As roasts get darker, roast characteristics begin to dominate... So light roasts're more acidic, but also more nuanced; as the roasts get darker, they'll gravitate towards being deeper... But they'll also move towards tasting of A Dark Roast Coffee more than A Nuanced Bean With Distinctive Characteristics / A Distinctive Blend.
'Espresso' = 'very dark roast' is also open to question, tbh. I love many lighter roasts in espresso, and they often work beautifully (though not always). Seems a shame to buy single origin beans / top notch blends, and to then blitz most of the originality out of 'em with a dark, dark, dark roast. Though some blends'll be far nicer in a dark, dark roast, that said.

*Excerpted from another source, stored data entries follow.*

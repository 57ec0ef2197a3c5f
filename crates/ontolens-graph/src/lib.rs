//! Ontolens Graph Model
//!
//! Builds the display graph the ontology view renders: entities become
//! nodes, raw relations are merged into display edges, and a visibility
//! projection and force-directed layout are derived from the result.
//!
//! # Pipeline
//!
//! ```text
//! entities ──► NodeRegistry ──┐
//!                             ├──► build_edges ──► OntologyGraph ──► ForceLayout
//! relations ──────────────────┘                          │
//!                                                        └──► compute_visibility
//! ```
//!
//! Every stage is a full rebuild. Nothing here patches a graph in place
//! after an evaluation changes; callers rebuild from fresh data instead.
//!
//! # Example
//!
//! ```
//! use ontolens_domain::{Entity, EntityRef, EvaluationStatus, Relation};
//! use ontolens_graph::{compute_visibility, GraphConfig, GraphFilter, OntologyGraph};
//!
//! let entities = vec![Entity::new("Issue", "SRE-1"), Entity::new("Epic", "EPIC-1")];
//! let relations = vec![Relation::new(
//!     "r1",
//!     EntityRef::new("Issue", "SRE-1"),
//!     EntityRef::new("Epic", "EPIC-1"),
//!     "belongs_to",
//! )
//! .with_status(EvaluationStatus::Accepted)];
//!
//! let graph = OntologyGraph::build(&entities, &relations, &GraphConfig::default());
//! assert_eq!(graph.node_count(), 2);
//! assert_eq!(graph.edge_count(), 1);
//!
//! let visibility = compute_visibility(&graph, &GraphFilter::allow_all(&graph));
//! assert_eq!(visibility.visible_edge_count(), 1);
//! ```

#![warn(missing_docs)]

mod config;
mod diagnostics;
mod filter;
mod graph;
mod grouping;
mod layout;
mod registry;

pub use config::{GraphConfig, LayoutConfig};
pub use diagnostics::BuildDiagnostics;
pub use filter::{compute_visibility, GraphFilter, Visibility};
pub use graph::OntologyGraph;
pub use grouping::{build_edges, DisplayEdge, EdgeBuild, EdgeColor, EdgeKey, EdgeMember};
pub use layout::ForceLayout;
pub use registry::{GraphNode, NodeRegistry};
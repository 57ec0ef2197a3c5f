//! Configuration management for the CLI.

use crate::error::{CliError, Result};
use ontolens_graph::GraphConfig;
use ontolens_sdk::{ClientConfig, DEFAULT_BATCH_LIMIT};
use ontolens_session::SessionConfig;
use serde::{Deserialize, Serialize};
use std::collections::BTreeMap;
use std::fs;
use std::path::{Path, PathBuf};

/// CLI configuration.
#[derive(Debug, Clone, Serialize, Deserialize)]
pub struct Config {
    /// Active profile name
    #[serde(default = "default_profile")]
    pub active_profile: String,

    /// Available profiles
    #[serde(default)]
    pub profiles: BTreeMap<String, Profile>,

    /// Global settings
    #[serde(default)]
    pub settings: Settings,

    /// Graph construction and layout settings
    #[serde(default)]
    pub graph: GraphConfig,

    /// File this configuration was loaded from
    #[serde(skip)]
    path: Option<PathBuf>,
}

/// Connection profile.
#[derive(Debug, Clone, PartialEq, Serialize, Deserialize)]
pub struct Profile {
    /// Ontology service URL
    pub api_url: String,

    /// Bearer token
    #[serde(default, skip_serializing_if = "Option::is_none")]
    pub api_token: Option<String>,

    /// Maximum entities and relations fetched per refresh
    #[serde(default, skip_serializing_if = "Option::is_none")]
    pub batch_limit: Option<usize>,

    /// Per-request timeout in seconds
    #[serde(default, skip_serializing_if = "Option::is_none")]
    pub timeout_secs: Option<u64>,
}

/// Global CLI settings.
#[derive(Debug, Clone, Serialize, Deserialize)]
pub struct Settings {
    /// Enable colored output
    #[serde(default = "default_true")]
    pub color: bool,

    /// Default output format
    #[serde(default = "default_format")]
    pub format: OutputFormat,
}

/// Output format.
#[derive(Debug, Clone, Copy, PartialEq, Eq, Serialize, Deserialize)]
#[serde(rename_all = "lowercase")]
pub enum OutputFormat {
    /// Table format
    Table,
    /// JSON format
    Json,
    /// Quiet (minimal) format
    Quiet,
}

impl Profile {
    /// Profile pointing at `api_url` with service defaults
    pub fn new(api_url: impl Into<String>) -> Self {
        Self {
            api_url: api_url.into(),
            api_token: None,
            batch_limit: None,
            timeout_secs: None,
        }
    }

    /// Client settings for this profile
    pub fn client_config(&self) -> ClientConfig {
        let mut config = ClientConfig::new(&self.api_url);
        config.api_token = self.api_token.clone();
        if let Some(timeout) = self.timeout_secs {
            config.timeout_secs = timeout;
        }
        config
    }
}

impl Config {
    /// Default configuration file path (`~/.ontolens/config.toml`).
    pub fn default_path() -> Result<PathBuf> {
        let home = dirs::home_dir()
            .ok_or_else(|| CliError::Config("Could not find home directory".into()))?;
        Ok(home.join(".ontolens").join("config.toml"))
    }

    /// Load configuration from `path` (or the default path), falling back to
    /// defaults when the file does not exist.
    pub fn load(path: Option<&Path>) -> Result<Self> {
        let path = match path {
            Some(path) => path.to_path_buf(),
            None => Self::default_path()?,
        };

        let mut config = if path.exists() {
            let contents = fs::read_to_string(&path)?;
            let config = toml::from_str::<Config>(&contents)?;
            config.graph.validate().map_err(|e| {
                CliError::Config(format!("Invalid [graph] section in {}: {}", path.display(), e))
            })?;
            config
        } else {
            tracing::debug!(path = %path.display(), "no config file, using defaults");
            Self::default()
        };
        config.path = Some(path);
        Ok(config)
    }

    /// Save configuration to the file it was loaded from.
    pub fn save(&self) -> Result<()> {
        let path = match &self.path {
            Some(path) => path.clone(),
            None => Self::default_path()?,
        };

        if let Some(parent) = path.parent() {
            fs::create_dir_all(parent)?;
        }

        let contents = toml::to_string_pretty(self)
            .map_err(|e| CliError::Config(format!("Failed to serialize config: {}", e)))?;
        fs::write(&path, contents)?;
        Ok(())
    }

    /// Get the active profile.
    pub fn get_active_profile(&self) -> Result<&Profile> {
        self.profiles
            .get(&self.active_profile)
            .ok_or_else(|| CliError::Config(format!("Profile '{}' not found", self.active_profile)))
    }

    /// Active profile with command-line or environment overrides applied.
    pub fn resolve_profile(
        &self,
        api_url: Option<String>,
        api_token: Option<String>,
    ) -> Result<Profile> {
        let mut profile = self.get_active_profile()?.clone();
        if let Some(url) = api_url.filter(|u| !u.trim().is_empty()) {
            profile.api_url = url;
        }
        if let Some(token) = api_token.filter(|t| !t.is_empty()) {
            profile.api_token = Some(token);
        }
        Ok(profile)
    }

    /// Session settings for `profile`.
    pub fn session_config(&self, profile: &Profile) -> SessionConfig {
        SessionConfig::default()
            .with_batch_limit(profile.batch_limit.unwrap_or(DEFAULT_BATCH_LIMIT))
            .with_graph(self.graph.clone())
    }

    /// Add or update a profile.
    pub fn set_profile(&mut self, name: String, profile: Profile) {
        self.profiles.insert(name, profile);
    }

    /// Switch to a different profile.
    pub fn switch_profile(&mut self, name: String) -> Result<()> {
        if !self.profiles.contains_key(&name) {
            return Err(CliError::Config(format!("Profile '{}' does not exist", name)));
        }
        self.active_profile = name;
        Ok(())
    }
}

impl Default for Config {
    fn default() -> Self {
        let mut profiles = BTreeMap::new();
        profiles.insert(
            "default".to_string(),
            Profile::new("http://localhost:9446"),
        );

        Self {
            active_profile: "default".to_string(),
            profiles,
            settings: Settings::default(),
            graph: GraphConfig::default(),
            path: None,
        }
    }
}

impl Default for Settings {
    fn default() -> Self {
        Self {
            color: true,
            format: OutputFormat::Table,
        }
    }
}

fn default_profile() -> String {
    "default".to_string()
}

fn default_true() -> bool {
    true
}

fn default_format() -> OutputFormat {
    OutputFormat::Table
}

#[cfg(test)]
mod tests {
    use super::*;
    use tempfile::TempDir;

    #[test]
    fn test_default_config() {
        let config = Config::default();
        assert_eq!(config.active_profile, "default");
        assert!(config.profiles.contains_key("default"));
        assert!(config.settings.color);
        assert_eq!(config.settings.format, OutputFormat::Table);
    }

    #[test]
    fn test_profile_management() {
        let mut config = Config::default();

        let mut profile = Profile::new("http://ontology.internal:9446");
        profile.batch_limit = Some(200);
        config.set_profile("staging".to_string(), profile);
        assert!(config.profiles.contains_key("staging"));

        config.switch_profile("staging".to_string()).unwrap();
        assert_eq!(config.active_profile, "staging");

        let profile = config.get_active_profile().unwrap();
        assert_eq!(config.session_config(profile).batch_limit, 200);
    }

    #[test]
    fn test_switch_to_nonexistent_profile() {
        let mut config = Config::default();
        let result = config.switch_profile("nonexistent".to_string());
        assert!(result.is_err());
    }

    #[test]
    fn test_save_and_load_roundtrip() {
        let dir = TempDir::new().unwrap();
        let path = dir.path().join("nested").join("config.toml");

        let mut config = Config::load(Some(&path)).unwrap();
        let mut profile = Profile::new("http://localhost:7000");
        profile.api_token = Some("t0ken".to_string());
        config.set_profile("local".to_string(), profile.clone());
        config.switch_profile("local".to_string()).unwrap();
        config.settings.color = false;
        config.save().unwrap();

        let loaded = Config::load(Some(&path)).unwrap();
        assert_eq!(loaded.active_profile, "local");
        assert_eq!(loaded.get_active_profile().unwrap(), &profile);
        assert!(!loaded.settings.color);
    }

    #[test]
    fn test_partial_file_uses_defaults() {
        let dir = TempDir::new().unwrap();
        let path = dir.path().join("config.toml");
        fs::write(
            &path,
            r#"
            active_profile = "default"

            [profiles.default]
            api_url = "http://localhost:9446"

            [graph]
            canvas_size = 400.0
            "#,
        )
        .unwrap();

        let config = Config::load(Some(&path)).unwrap();
        assert_eq!(config.settings.format, OutputFormat::Table);
        assert_eq!(config.graph.canvas_size, 400.0);
        assert_eq!(config.graph.max_node_size, GraphConfig::default().max_node_size);
    }

    #[test]
    fn test_malformed_file_is_an_error() {
        let dir = TempDir::new().unwrap();
        let path = dir.path().join("config.toml");
        fs::write(&path, "active_profile = [").unwrap();

        assert!(matches!(Config::load(Some(&path)), Err(CliError::Toml(_))));
    }

    #[test]
    fn test_invalid_graph_section_is_rejected() {
        let dir = TempDir::new().unwrap();
        let path = dir.path().join("config.toml");
        fs::write(
            &path,
            r#"
            [graph]
            canvas_size = -400.0
            "#,
        )
        .unwrap();

        assert!(matches!(Config::load(Some(&path)), Err(CliError::Config(_))));
    }

    #[test]
    fn test_overrides_apply_to_resolved_profile() {
        let config = Config::default();

        let profile = config
            .resolve_profile(Some("http://override:1234".to_string()), Some("abc".to_string()))
            .unwrap();
        assert_eq!(profile.api_url, "http://override:1234");
        assert_eq!(profile.client_config().api_token.as_deref(), Some("abc"));

        let untouched = config.resolve_profile(Some("  ".to_string()), None).unwrap();
        assert_eq!(untouched.api_url, "http://localhost:9446");
    }
}
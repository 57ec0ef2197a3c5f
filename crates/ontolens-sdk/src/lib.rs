//! Ontolens Rust SDK
//!
//! Async client for the ontology service that owns entities, relations and
//! their evaluations. The [`OntologyBackend`] trait is the contract the rest
//! of the workspace codes against; [`OntologyClient`] implements it over HTTP.
//!
//! # Example
//!
//! ```no_run
//! use ontolens_sdk::{OntologyBackend, OntologyClient};
//!
//! # async fn run() -> Result<(), ontolens_sdk::SdkError> {
//! let client = OntologyClient::new("http://localhost:9446")?;
//!
//! let stats = client.graph_stats().await?;
//! println!("{} nodes, {} relations", stats.node_count, stats.relation_count);
//!
//! let entities = client.entities_batch(1000).await?;
//! let relations = client.relations_batch(1000).await?;
//! # Ok(())
//! # }
//! ```

#![warn(missing_docs)]

mod backend;
mod client;
mod error;
mod wire;

pub use backend::{AgentStatus, GraphStats, OntologyBackend, DEFAULT_BATCH_LIMIT};
pub use client::{ClientConfig, OntologyClient};
pub use error::SdkError;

The only thingy worth mentioning is what pogofish said... Espresso GRIND (as opposed to 'espresso' roast beans) is designed so's all the best flavour'll be extracted @ 9ish bar (130ish psi) in 25-30ish seconds. Cafetiere grind is aiming at letting flavour / oils passively disperse in hot water over a period of 4mins. So putting cafetiere grind in an espresso machine'll lead to a gushing stream of watery piss; putting espresso grind in a cafetiere'll lead to a far more bitter cup than you'd get from using the same beans with a coarser grind. And grit
(fwiw that's also the advantage of using a top-notch burr grinder with cafetieres - a whirly-blade grinder'll do a great job, but leave particles of an inconsistent size. So there'll be some in there that'll extract faster than others, leaving an element of bitterness that could be reduced even further with - e.g. - a thoroughly decent hand grinder / a painfully expensive burr grinder. The inconsistency of smashed beans' particle size is also why whirly-blade grinders can't grind for espresso... It'll work with passive diffusion, but at 130psi the whole process falls apart...).